Lionel Smith appointed Professor of Comparative Law

Headshot of a white man with grey hair and beard wearing tortoiseshell rimmed glasses.

The Faculty is delighted to announce that Lionel Smith has been appointed to the Professorship of Comparative Law. He will be joining the Faculty in October, and will be a fellow of Brasenose College.

The Professorship was founded in 1948, and was the first permanent chair of comparative law in the United Kingdom. The previous holders of the position are FH Lawson, Otto Kahn-Freund, Barry Nicholas, Bernard Rudden, Stefan Vogenauer, and Birke Häcker.

Professor Smith joins us from Cambridge University where he is Downing Professor of the Laws of England and Director of the Cambridge Private Law Centre. This appointment marks a return to Oxford, as he was a member of the Oxford Law Faculty and a Fellow of St. Hugh’s College during 1996-2000.

Prior to his tenure in Cambridge, Professor Smith spent 22 years at McGill University’s Faculty of Law, where he was Sir William C Macdonald Professor and, before that, James McGill Professor and Director of the Paul-André Crépeau Centre for Private and Comparative Law. He holds degrees from the Universities of Toronto, Western Ontario, Cambridge, Oxford and Montreal. In 2021, he was awarded a Doctorate of Civil Law from the University of Oxford. 

Professor Smith’s interests encompass all aspects of fundamental comparative private law.
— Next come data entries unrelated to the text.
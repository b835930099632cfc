//! Schema-typed HTTP client.
//!
//! # Overview
//! A schema declares, per endpoint, the verb, the path template and the
//! shapes of body, path parameters, query and response. `TypedClient` only
//! accepts call options that fit the endpoint and resolves to its response
//! type, so a missing body or a misspelled query struct is a compile error
//! rather than a 400 at runtime.
//!
//! ```no_run
//! use serde::{Deserialize, Serialize};
//! use typed_http::{api_schema, RequestOptions, TypedClient};
//!
//! #[derive(Serialize)]
//! pub struct UserId { pub id: u32 }
//!
//! #[derive(Deserialize)]
//! pub struct User { pub id: u32, pub name: String }
//!
//! api_schema! {
//!     pub struct Api;
//!     GET "https://api.example.com/users/:id" => pub GetUser { params: UserId, response: User };
//! }
//!
//! # async fn run() -> Result<(), typed_http::Error<typed_http::TransportError>> {
//! let client = TypedClient::<Api>::new();
//! let user = client.get(RequestOptions::<GetUser>::with_params(UserId { id: 1 })).await?;
//! println!("{}", user.name);
//! # Ok(()) }
//! ```
//!
//! # Design
//! - `TypedClient` is stateless; it holds only a transport handle.
//! - The transport boundary is plain data (`HttpRequest` in, `HttpResponse`
//!   out), so the default reqwest transport can be swapped for anything.
//! - Transport errors are passed through untouched.

pub mod client;
pub mod config;
pub mod error;
pub mod http;
pub mod options;
pub mod schema;
pub mod transport;
pub mod url;

pub use client::{RawRequest, TypedClient};
pub use config::{RequestConfig, TransportConfig};
pub use error::{Error, TransportError, TransportFailure};
pub use http::{HttpMethod, HttpRequest, HttpResponse, Response};
pub use options::{BodyOnly, FullResponse, RequestOptions, ResponseMode};
pub use schema::{verb, Absent, Endpoint, FreeQuery, Omittable, Schema, Verb};
pub use transport::{ReqwestTransport, Transport};
pub use url::build_url;

#[doc(hidden)]
pub mod __private {
    pub use serde_json::Value;
}
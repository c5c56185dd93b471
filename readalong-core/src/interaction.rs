use std::time::{Duration, Instant};

use tracing::debug;

use crate::highlight::OverlayBox;
use crate::region::SentenceId;

#[derive(Debug, Clone, Copy, PartialEq, Eq)]
pub enum GestureKind {
    Press,
    DoubleActivate,
}

/// A pointer gesture located on a page, in page percentages from the
/// top-left corner.
#[derive(Debug, Clone, Copy, PartialEq)]
pub struct Gesture {
    pub kind: GestureKind,
    pub x_pct: f32,
    pub y_pct: f32,
}

#[derive(Debug, Clone, Copy, PartialEq, Eq)]
pub struct JumpTo {
    pub sentence: SentenceId,
}

#[derive(Debug, Clone, Copy, PartialEq, Eq)]
pub enum GestureOutcome {
    /// A region took the gesture; page-level handlers must not see it.
    Consumed(JumpTo),
    Propagate,
}

impl GestureOutcome {
    pub fn is_consumed(&self) -> bool {
        matches!(self, GestureOutcome::Consumed(_))
    }
}

pub fn on_region_activate(sentence: SentenceId) -> GestureOutcome {
    debug!(sentence, "region activated");
    GestureOutcome::Consumed(JumpTo { sentence })
}

/// Topmost box under the point. Boxes are drawn in slice order, so the last
/// match wins overlaps.
pub fn hit_test(boxes: &[OverlayBox], x_pct: f32, y_pct: f32) -> Option<&OverlayBox> {
    boxes
        .iter()
        .rev()
        .find(|b| !b.rect.is_empty() && b.rect.contains(x_pct, y_pct))
}

/// Only a double-activation on a region box is taken; presses and gestures
/// over the gaps between regions fall through to the page.
pub fn route_gesture(gesture: Gesture, boxes: &[OverlayBox]) -> GestureOutcome {
    if gesture.kind != GestureKind::DoubleActivate {
        return GestureOutcome::Propagate;
    }
    match hit_test(boxes, gesture.x_pct, gesture.y_pct) {
        Some(target) => on_region_activate(target.key.sentence),
        None => GestureOutcome::Propagate,
    }
}

/// Turns raw presses into presses or double-activations: two presses at the
/// same position within `interval`. The pair is consumed, so a third press
/// starts over.
#[derive(Debug, Clone)]
pub struct ActivationDetector<P> {
    interval: Duration,
    last: Option<(Instant, P)>,
}

impl<P: Copy + PartialEq> ActivationDetector<P> {
    pub fn new(interval: Duration) -> Self {
        Self {
            interval,
            last: None,
        }
    }

    pub fn press(&mut self, at: Instant, position: P) -> GestureKind {
        match self.last.take() {
            Some((previous, last_position))
                if last_position == position
                    && at.saturating_duration_since(previous) <= self.interval =>
            {
                GestureKind::DoubleActivate
            }
            _ => {
                self.last = Some((at, position));
                GestureKind::Press
            }
        }
    }

    pub fn reset(&mut self) {
        self.last = None;
    }
}
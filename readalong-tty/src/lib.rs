use std::io::{self, Write};
use std::time::{Duration, Instant};

use anyhow::Result;
use base64::engine::general_purpose::STANDARD as BASE64;
use base64::Engine;
use crossterm::{
    cursor,
    event::{Event, KeyCode, KeyEvent, KeyEventKind, KeyModifiers, MouseButton, MouseEventKind},
    terminal::{Clear, ClearType},
};
use png::{BitDepth, ColorType, Encoder};
use readalong_core::{ActivationDetector, Command, GestureKind, RenderImage};
use tracing::{debug, trace};

pub mod compose;
pub mod strip;

pub use compose::{compose_viewport, Fills};
pub use strip::{PagePoint, PageSlot, PageStrip, SmoothScroll};

pub struct KittyRenderer<W: Write> {
    writer: W,
    image_id: u32,
    placement_id: u32,
}

pub struct DrawParams {
    pub columns: u32,
    pub rows: u32,
}

impl DrawParams {
    pub fn clamped(columns: u32, rows: u32) -> Self {
        Self {
            columns: columns.max(1),
            rows: rows.max(1),
        }
    }
}

impl<W: Write> KittyRenderer<W> {
    pub fn new(writer: W) -> Self {
        Self {
            writer,
            image_id: 1,
            placement_id: 1,
        }
    }

    pub fn writer(&mut self) -> &mut W {
        &mut self.writer
    }

    /// Transmits `image` and places it at the cursor, replacing the previous
    /// frame, which shares the same image and placement ids.
    pub fn draw(&mut self, image: &RenderImage, params: DrawParams) -> Result<()> {
        let mut buffer = Vec::new();
        let mut encoder = Encoder::new(&mut buffer, image.width, image.height);
        encoder.set_color(ColorType::Rgba);
        encoder.set_depth(BitDepth::Eight);
        let mut writer = encoder.write_header()?;
        writer.write_image_data(&image.pixels)?;
        writer.finish()?;

        let encoded = BASE64.encode(&buffer);
        trace!(
            width = image.width,
            height = image.height,
            bytes = encoded.len(),
            "transmitting frame"
        );
        let mut chunks = encoded.as_bytes().chunks(4096).peekable();
        let mut first = true;

        while let Some(chunk) = chunks.next() {
            let more = u8::from(chunks.peek().is_some());
            if first {
                write!(
                    self.writer,
                    "\u{1b}_Ga=T,f=100,C=1,q=2,i={},p={},c={},r={},s={},v={},z=-1,m={}",
                    self.image_id,
                    self.placement_id,
                    params.columns,
                    params.rows,
                    image.width,
                    image.height,
                    more
                )?;
                first = false;
            } else {
                write!(self.writer, "\u{1b}_Gm={},q=2", more)?;
            }
            if !chunk.is_empty() {
                self.writer.write_all(b";")?;
                self.writer.write_all(chunk)?;
            }
            write!(self.writer, "\u{1b}\\")?;
        }

        self.writer.flush()?;
        Ok(())
    }

    pub fn begin_sync_update(&mut self) -> Result<()> {
        write!(self.writer, "\u{1b}[?2026h")?;
        Ok(())
    }

    /// Ends a synchronized update; the terminal shows the buffered frame at
    /// once.
    pub fn end_sync_update(&mut self) -> Result<()> {
        write!(self.writer, "\u{1b}[?2026l")?;
        self.writer.flush()?;
        Ok(())
    }

    pub fn clear_all(&mut self) -> Result<()> {
        crossterm::execute!(
            &mut self.writer,
            Clear(ClearType::All),
            cursor::MoveTo(0, 0)
        )?;
        Ok(())
    }
}

#[derive(Debug, Clone)]
pub enum UiEvent {
    Command(Command),
    TogglePlayback,
    /// Manual scroll by terminal rows; negative moves up.
    Scroll { rows: i64 },
    Pointer {
        column: u16,
        row: u16,
        kind: GestureKind,
    },
    Resized { columns: u16, rows: u16 },
    NextDocument,
    Quit,
    None,
}

#[derive(Debug)]
pub struct EventMapper {
    pending_count: Option<usize>,
    pending_digits: String,
    activations: ActivationDetector<(u16, u16)>,
}

impl EventMapper {
    pub const SCROLL_STEP: i64 = 3;

    pub fn new(double_activation: Duration) -> Self {
        Self {
            pending_count: None,
            pending_digits: String::new(),
            activations: ActivationDetector::new(double_activation),
        }
    }

    pub fn map_event(&mut self, event: Event) -> UiEvent {
        self.map_event_at(event, Instant::now())
    }

    pub fn map_event_at(&mut self, event: Event, now: Instant) -> UiEvent {
        match event {
            Event::Key(key) if key.kind != KeyEventKind::Release => self.map_key(key),
            Event::Mouse(mouse) => match mouse.kind {
                MouseEventKind::Down(MouseButton::Left) => {
                    self.reset_count();
                    let kind = self.activations.press(now, (mouse.column, mouse.row));
                    UiEvent::Pointer {
                        column: mouse.column,
                        row: mouse.row,
                        kind,
                    }
                }
                MouseEventKind::ScrollDown => UiEvent::Scroll {
                    rows: Self::SCROLL_STEP,
                },
                MouseEventKind::ScrollUp => UiEvent::Scroll {
                    rows: -Self::SCROLL_STEP,
                },
                _ => UiEvent::None,
            },
            Event::Resize(columns, rows) => {
                debug!(columns, rows, "terminal resized; pending activation dropped");
                self.activations.reset();
                UiEvent::Resized { columns, rows }
            }
            _ => UiEvent::None,
        }
    }

    fn map_key(&mut self, key: KeyEvent) -> UiEvent {
        match (key.code, key.modifiers) {
            (KeyCode::Char(c), KeyModifiers::NONE) if c.is_ascii_digit() => {
                if let Some(digit) = c.to_digit(10) {
                    self.push_digit(digit as usize);
                }
                UiEvent::None
            }
            (KeyCode::Char('c'), modifiers) if modifiers.contains(KeyModifiers::CONTROL) => {
                UiEvent::Quit
            }
            (KeyCode::Char('q'), _) => {
                self.reset_count();
                UiEvent::Quit
            }
            (KeyCode::Char('a'), KeyModifiers::NONE) => {
                self.reset_count();
                UiEvent::Command(Command::ToggleAutoScroll)
            }
            (KeyCode::Char(' '), _) => {
                self.reset_count();
                UiEvent::TogglePlayback
            }
            (KeyCode::Char('n'), KeyModifiers::NONE) | (KeyCode::Right, KeyModifiers::NONE) => {
                let delta = self.take_count() as isize;
                UiEvent::Command(Command::StepSentence { delta })
            }
            (KeyCode::Char('p'), KeyModifiers::NONE) | (KeyCode::Left, KeyModifiers::NONE) => {
                let delta = -(self.take_count() as isize);
                UiEvent::Command(Command::StepSentence { delta })
            }
            (KeyCode::Char('j'), KeyModifiers::NONE) | (KeyCode::Down, KeyModifiers::NONE) => {
                let rows = self.take_count() as i64 * Self::SCROLL_STEP;
                UiEvent::Scroll { rows }
            }
            (KeyCode::Char('k'), KeyModifiers::NONE) | (KeyCode::Up, KeyModifiers::NONE) => {
                let rows = self.take_count() as i64 * Self::SCROLL_STEP;
                UiEvent::Scroll { rows: -rows }
            }
            (KeyCode::Tab, _) => {
                self.reset_count();
                UiEvent::NextDocument
            }
            _ => {
                self.reset_count();
                UiEvent::None
            }
        }
    }

    fn push_digit(&mut self, digit: usize) {
        let current = self.pending_count.unwrap_or(0);
        let next = current.saturating_mul(10).saturating_add(digit);
        self.pending_count = Some(next);
        if let Some(c) = char::from_digit(digit as u32, 10) {
            self.pending_digits.push(c);
        }
    }

    fn take_count(&mut self) -> usize {
        let count = self
            .pending_count
            .take()
            .filter(|&count| count > 0)
            .unwrap_or(1);
        self.pending_digits.clear();
        count
    }

    fn reset_count(&mut self) {
        self.pending_count = None;
        self.pending_digits.clear();
    }

    pub fn pending_input(&self) -> Option<String> {
        if self.pending_digits.is_empty() {
            None
        } else {
            Some(self.pending_digits.clone())
        }
    }
}

pub fn write_status_line<W: Write>(writer: &mut W, label: &str) -> io::Result<()> {
    write!(writer, "{}", label)?;
    writer.flush()
}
His comparative work focuses particularly on trusts, succession, restitution, and the philosophical foundations of private law.

He is the editor or co-editor of, and contributor to, many books and special issues of law journals, including Commercial Trusts in European Private Law (CUP 2005; paperback 2009); Re-imagining the Trust: Trusts in Civil Law (CUP 2012; Chinese translation, Law Press China 2021); The Worlds of the Trust (CUP 2013); La fiducie en droit civil (a special issue ((2013) 58:4) of the McGill Law Journal); Les intraduisibles en droit civil (Les Éditions Thémis 2014) (with Alexandra Popovici and Régine Tremblay); and Comparative Property Law: Global Perspectives (Edward Elgar, 2017) (with Michele Graziadei). His most recent monograph is The Law of Loyalty (OUP 2023).

He says of his appointment:

I am deeply honoured to be elected to the Chair of Comparative Law in succession to such distinguished predecessors. I am very excited to be coming back to Oxford’s Faculty of Law, and I look forward to contributing to the Faculty’s global leadership in teaching and research in comparative law.

The Dean of the Faculty, Professor John Armour, said

Professor Smith is a wonderful addition to our Faculty. He brings enormous expertise in comparative law and in private law. I look forward to his contribution to our diverse community of students and academics.